The more I pondered these questions, the more it seemed obvious to me that there must be a correlation -- a literal correlation that could be measured and graphed -- between the price of oil and the pace, scope, and sustainability of political freedoms and economic reforms in certain countries. A few months ago I approached the editors of this magazine and asked them to see if we could do just that -- try to quantify this intuition in graph form. Along one axis we would plot the average global price of crude oil, and along the other axis we would plot the pace of expanding or contracting freedoms, both economic and political, as best as research organizations such as Freedom House could measure them. We would look at free and fair elections held, newspapers opened or closed, arbitrary arrests, reformers elected to parliaments, economic reform projects started or stopped, companies privatized and companies nationalized, and so on.
I would be the first to acknowledge that this is not a scientific lab experiment, because the rise and fall of economic and political freedom in a society can never be perfectly quantifiable or interchangeable.

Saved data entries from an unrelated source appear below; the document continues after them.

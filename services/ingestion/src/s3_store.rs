use crate::config::S3Config;
use crate::object_store::{
    ObjectBody, ObjectMeta, ObjectStore, PresignedRequest, PutOptions, PutOutcome, StorageError,
};
use async_trait::async_trait;
use aws_config::BehaviorVersion;
use aws_sdk_s3::config::http::HttpResponse;
use aws_sdk_s3::config::Builder as S3ConfigBuilder;
use aws_sdk_s3::error::{DisplayErrorContext, ProvideErrorMetadata, SdkError};
use aws_sdk_s3::presigning::PresigningConfig;
use aws_sdk_s3::primitives::ByteStream;
use aws_sdk_s3::types::{CompletedMultipartUpload, CompletedPart, ServerSideEncryption};
use aws_sdk_s3::Client as S3Client;
use aws_types::region::Region;
use bytes::{Bytes, BytesMut};
use futures::stream::{FuturesUnordered, StreamExt, TryStreamExt};
use std::time::Duration;
use tokio_util::io::ReaderStream;
use tracing::{debug, info, instrument, warn};

/// S3-backed object store with streaming multipart uploads
pub struct S3ObjectStore {
    client: S3Client,
    bucket: String,
    config: S3Config,
}

impl S3ObjectStore {
    /// Create a new S3 object store
    pub async fn new(config: &S3Config) -> anyhow::Result<Self> {
        let aws_config = aws_config::defaults(BehaviorVersion::latest())
            .region(Region::new(config.region.clone()))
            .load()
            .await;

        let mut s3_config_builder = S3ConfigBuilder::from(&aws_config);

        // Configure custom endpoint for MinIO/LocalStack
        if let Some(ref endpoint_url) = config.endpoint_url {
            s3_config_builder = s3_config_builder.endpoint_url(endpoint_url);
        }

        // Force path-style access for MinIO compatibility
        if config.force_path_style {
            s3_config_builder = s3_config_builder.force_path_style(true);
        }

        let client = S3Client::from_conf(s3_config_builder.build());

        info!(
            bucket = %config.bucket,
            region = %config.region,
            part_size_bytes = config.part_size_bytes,
            "S3 object store initialized"
        );

        Ok(Self {
            client,
            bucket: config.bucket.clone(),
            config: config.clone(),
        })
    }

    /// Single-part upload for bodies smaller than one part
    async fn put_single(
        &self,
        key: &str,
        options: &PutOptions,
        data: Bytes,
    ) -> Result<PutOutcome, StorageError> {
        let mut request = self
            .client
            .put_object()
            .bucket(&self.bucket)
            .key(key)
            .body(ByteStream::from(data))
            .content_type(&options.content_type)
            .tagging(options.tagging());

        if let Some(ref key_id) = options.kms_key_id {
            request = request
                .server_side_encryption(ServerSideEncryption::AwsKms)
                .ssekms_key_id(key_id);
        }

        let output = request.send().await.map_err(|e| classify(e, key))?;

        Ok(PutOutcome {
            bucket: self.bucket.clone(),
            key: key.to_string(),
            etag: output.e_tag().map(String::from),
            parts: 1,
        })
    }

    /// Multipart upload; `first` is part 1 and `rest` yields the others
    async fn put_multipart(
        &self,
        key: &str,
        options: &PutOptions,
        first: Bytes,
        rest: PartSplitter,
    ) -> Result<PutOutcome, StorageError> {
        let mut request = self
            .client
            .create_multipart_upload()
            .bucket(&self.bucket)
            .key(key)
            .content_type(&options.content_type)
            .tagging(options.tagging());

        if let Some(ref key_id) = options.kms_key_id {
            request = request
                .server_side_encryption(ServerSideEncryption::AwsKms)
                .ssekms_key_id(key_id);
        }

        let create_response = request.send().await.map_err(|e| classify(e, key))?;
        let upload_id = create_response
            .upload_id()
            .ok_or_else(|| StorageError::Provider("No upload ID in response".to_string()))?
            .to_string();

        match self.upload_parts(key, &upload_id, first, rest).await {
            Ok(parts) => {
                let part_count = parts.len();
                let completed_upload = CompletedMultipartUpload::builder()
                    .set_parts(Some(parts))
                    .build();

                let output = self
                    .client
                    .complete_multipart_upload()
                    .bucket(&self.bucket)
                    .key(key)
                    .upload_id(&upload_id)
                    .multipart_upload(completed_upload)
                    .send()
                    .await
                    .map_err(|e| classify(e, key))?;

                Ok(PutOutcome {
                    bucket: self.bucket.clone(),
                    key: key.to_string(),
                    etag: output.e_tag().map(String::from),
                    parts: part_count,
                })
            }
            Err(e) => {
                if let Err(abort_err) = self
                    .client
                    .abort_multipart_upload()
                    .bucket(&self.bucket)
                    .key(key)
                    .upload_id(&upload_id)
                    .send()
                    .await
                {
                    warn!(
                        key = %key,
                        error = %DisplayErrorContext(&abort_err),
                        "Failed to abort multipart upload"
                    );
                }
                Err(e)
            }
        }
    }

    /// Upload parts while the body is still being read, at most `queue_size`
    /// in flight. The first error stops both reading and uploading.
    async fn upload_parts(
        &self,
        key: &str,
        upload_id: &str,
        first: Bytes,
        mut rest: PartSplitter,
    ) -> Result<Vec<CompletedPart>, StorageError> {
        let queue_size = self.config.queue_size.max(1);

        let mut in_flight = FuturesUnordered::new();
        in_flight.push(self.upload_part(key, upload_id, 1, first));

        let mut completed = Vec::new();
        let mut part_number: i32 = 2;
        let mut reading = true;

        loop {
            tokio::select! {
                part = rest.next_part(), if reading && in_flight.len() < queue_size => {
                    match part? {
                        Some(part) => {
                            in_flight.push(self.upload_part(key, upload_id, part_number, part));
                            part_number += 1;
                        }
                        None => reading = false,
                    }
                }
                Some(result) = in_flight.next(), if !in_flight.is_empty() => {
                    completed.push(result?);
                }
                else => break,
            }
        }

        completed.sort_by_key(|p: &CompletedPart| p.part_number());
        Ok(completed)
    }

    async fn upload_part(
        &self,
        key: &str,
        upload_id: &str,
        part_number: i32,
        data: Bytes,
    ) -> Result<CompletedPart, StorageError> {
        debug!(key = %key, part_number, size_bytes = data.len(), "Uploading part");

        let response = self
            .client
            .upload_part()
            .bucket(&self.bucket)
            .key(key)
            .upload_id(upload_id)
            .part_number(part_number)
            .body(ByteStream::from(data))
            .send()
            .await
            .map_err(|e| classify(e, key))?;

        Ok(CompletedPart::builder()
            .part_number(part_number)
            .e_tag(response.e_tag().unwrap_or_default())
            .build())
    }
}

#[async_trait]
impl ObjectStore for S3ObjectStore {
    fn bucket(&self) -> &str {
        &self.bucket
    }

    #[instrument(skip(self))]
    async fn head_object(&self, key: &str) -> Result<ObjectMeta, StorageError> {
        let output = self
            .client
            .head_object()
            .bucket(&self.bucket)
            .key(key)
            .send()
            .await
            .map_err(|e| classify(e, key))?;

        Ok(ObjectMeta {
            content_type: output
                .content_type()
                .unwrap_or(crate::object_store::ZIP_CONTENT_TYPE)
                .to_string(),
            content_length: output.content_length().unwrap_or(0).max(0) as u64,
            etag: output.e_tag().unwrap_or_default().to_string(),
        })
    }

    #[instrument(skip(self))]
    async fn get_object(&self, key: &str) -> Result<ObjectBody, StorageError> {
        let output = self
            .client
            .get_object()
            .bucket(&self.bucket)
            .key(key)
            .send()
            .await
            .map_err(|e| classify(e, key))?;

        let stream = ReaderStream::new(output.body.into_async_read())
            .map_err(|e| StorageError::Provider(format!("Failed to read object body: {}", e)));

        Ok(stream.boxed())
    }

    #[instrument(skip(self, options, body))]
    async fn put_stream(
        &self,
        key: &str,
        options: &PutOptions,
        body: ObjectBody,
    ) -> Result<PutOutcome, StorageError> {
        let mut parts = PartSplitter::new(body, self.config.part_size_bytes);

        let outcome = match parts.next_part().await? {
            Some(first) if !parts.is_done() => {
                self.put_multipart(key, options, first, parts).await?
            }
            first => {
                self.put_single(key, options, first.unwrap_or_default())
                    .await?
            }
        };

        info!(
            key = %key,
            parts = outcome.parts,
            "Object uploaded successfully"
        );

        Ok(outcome)
    }

    async fn presign_put(
        &self,
        key: &str,
        options: &PutOptions,
        ttl: Duration,
    ) -> Result<PresignedRequest, StorageError> {
        let presigning_config = PresigningConfig::expires_in(ttl)
            .map_err(|e| StorageError::Provider(format!("Invalid presigning config: {}", e)))?;

        let mut request = self
            .client
            .put_object()
            .bucket(&self.bucket)
            .key(key)
            .content_type(&options.content_type)
            .tagging(options.tagging());

        if let Some(ref key_id) = options.kms_key_id {
            request = request
                .server_side_encryption(ServerSideEncryption::AwsKms)
                .ssekms_key_id(key_id);
        }

        let presigned = request
            .presigned(presigning_config)
            .await
            .map_err(|e| classify(e, key))?;

        let mut headers = options.required_headers();
        for (name, value) in presigned.headers() {
            headers.insert(name.to_string(), value.to_string());
        }

        Ok(PresignedRequest {
            url: presigned.uri().to_string(),
            headers,
            expires_in: ttl,
        })
    }

    async fn presign_get(&self, key: &str, ttl: Duration) -> Result<String, StorageError> {
        let presigning_config = PresigningConfig::expires_in(ttl)
            .map_err(|e| StorageError::Provider(format!("Invalid presigning config: {}", e)))?;

        let presigned = self
            .client
            .get_object()
            .bucket(&self.bucket)
            .key(key)
            .presigned(presigning_config)
            .await
            .map_err(|e| classify(e, key))?;

        Ok(presigned.uri().to_string())
    }
}

/// Cuts an object body into parts of exactly `part_size` bytes, with a
/// shorter final part. Chunk boundaries of the body do not matter.
pub(crate) struct PartSplitter {
    body: ObjectBody,
    buffer: BytesMut,
    part_size: usize,
    exhausted: bool,
}

impl PartSplitter {
    pub(crate) fn new(body: ObjectBody, part_size: usize) -> Self {
        let part_size = part_size.max(1);
        Self {
            body,
            buffer: BytesMut::with_capacity(part_size),
            part_size,
            exhausted: false,
        }
    }

    /// Next part, or `None` once the body is drained.
    ///
    /// Cancel safe: bytes already read stay buffered for the next call.
    pub(crate) async fn next_part(&mut self) -> Result<Option<Bytes>, StorageError> {
        while !self.exhausted && self.buffer.len() < self.part_size {
            match self.body.next().await {
                Some(chunk) => self.buffer.extend_from_slice(&chunk?),
                None => self.exhausted = true,
            }
        }

        if self.buffer.is_empty() {
            return Ok(None);
        }

        let take = self.buffer.len().min(self.part_size);
        Ok(Some(self.buffer.split_to(take).freeze()))
    }

    /// True when the body has ended and every byte has been handed out
    pub(crate) fn is_done(&self) -> bool {
        self.exhausted && self.buffer.is_empty()
    }
}

/// Map an SDK error onto the provider-neutral taxonomy
fn classify<E>(err: SdkError<E, HttpResponse>, key: &str) -> StorageError
where
    E: ProvideErrorMetadata + std::error::Error + 'static,
{
    let status = err.raw_response().map(|r| r.status().as_u16());
    let code = err
        .as_service_error()
        .and_then(|e| e.code())
        .map(String::from);

    match classify_code(code.as_deref(), status) {
        Some(StorageErrorKind::NotFound) => StorageError::NotFound(key.to_string()),
        Some(StorageErrorKind::Forbidden) => StorageError::Forbidden(key.to_string()),
        None => StorageError::Provider(DisplayErrorContext(&err).to_string()),
    }
}

#[derive(Debug, PartialEq)]
enum StorageErrorKind {
    NotFound,
    Forbidden,
}

fn classify_code(code: Option<&str>, status: Option<u16>) -> Option<StorageErrorKind> {
    match code {
        Some("NoSuchKey") | Some("NotFound") | Some("NoSuchBucket") => {
            return Some(StorageErrorKind::NotFound)
        }
        Some("AccessDenied") | Some("Forbidden") => return Some(StorageErrorKind::Forbidden),
        _ => {}
    }

    match status {
        Some(404) => Some(StorageErrorKind::NotFound),
        Some(403) => Some(StorageErrorKind::Forbidden),
        _ => None,
    }
}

But because I am not trying to get tenure anywhere, but rather to substantiate a hunch and stimulate a discussion, I think there is value in trying to demonstrate this very real correlation between the price of oil and the pace of freedom, even with its imperfections. Because the rising price of crude is certain to be a major factor shaping international relations for the near future, we must try to understand any connections it has with the character and direction of global politics. And the graphs assembled here certainly do suggest a strong correlation between the price of oil and the pace of freedom -- so strong, in fact, that I would like to spark this discussion by offering the First Law of Petropolitics.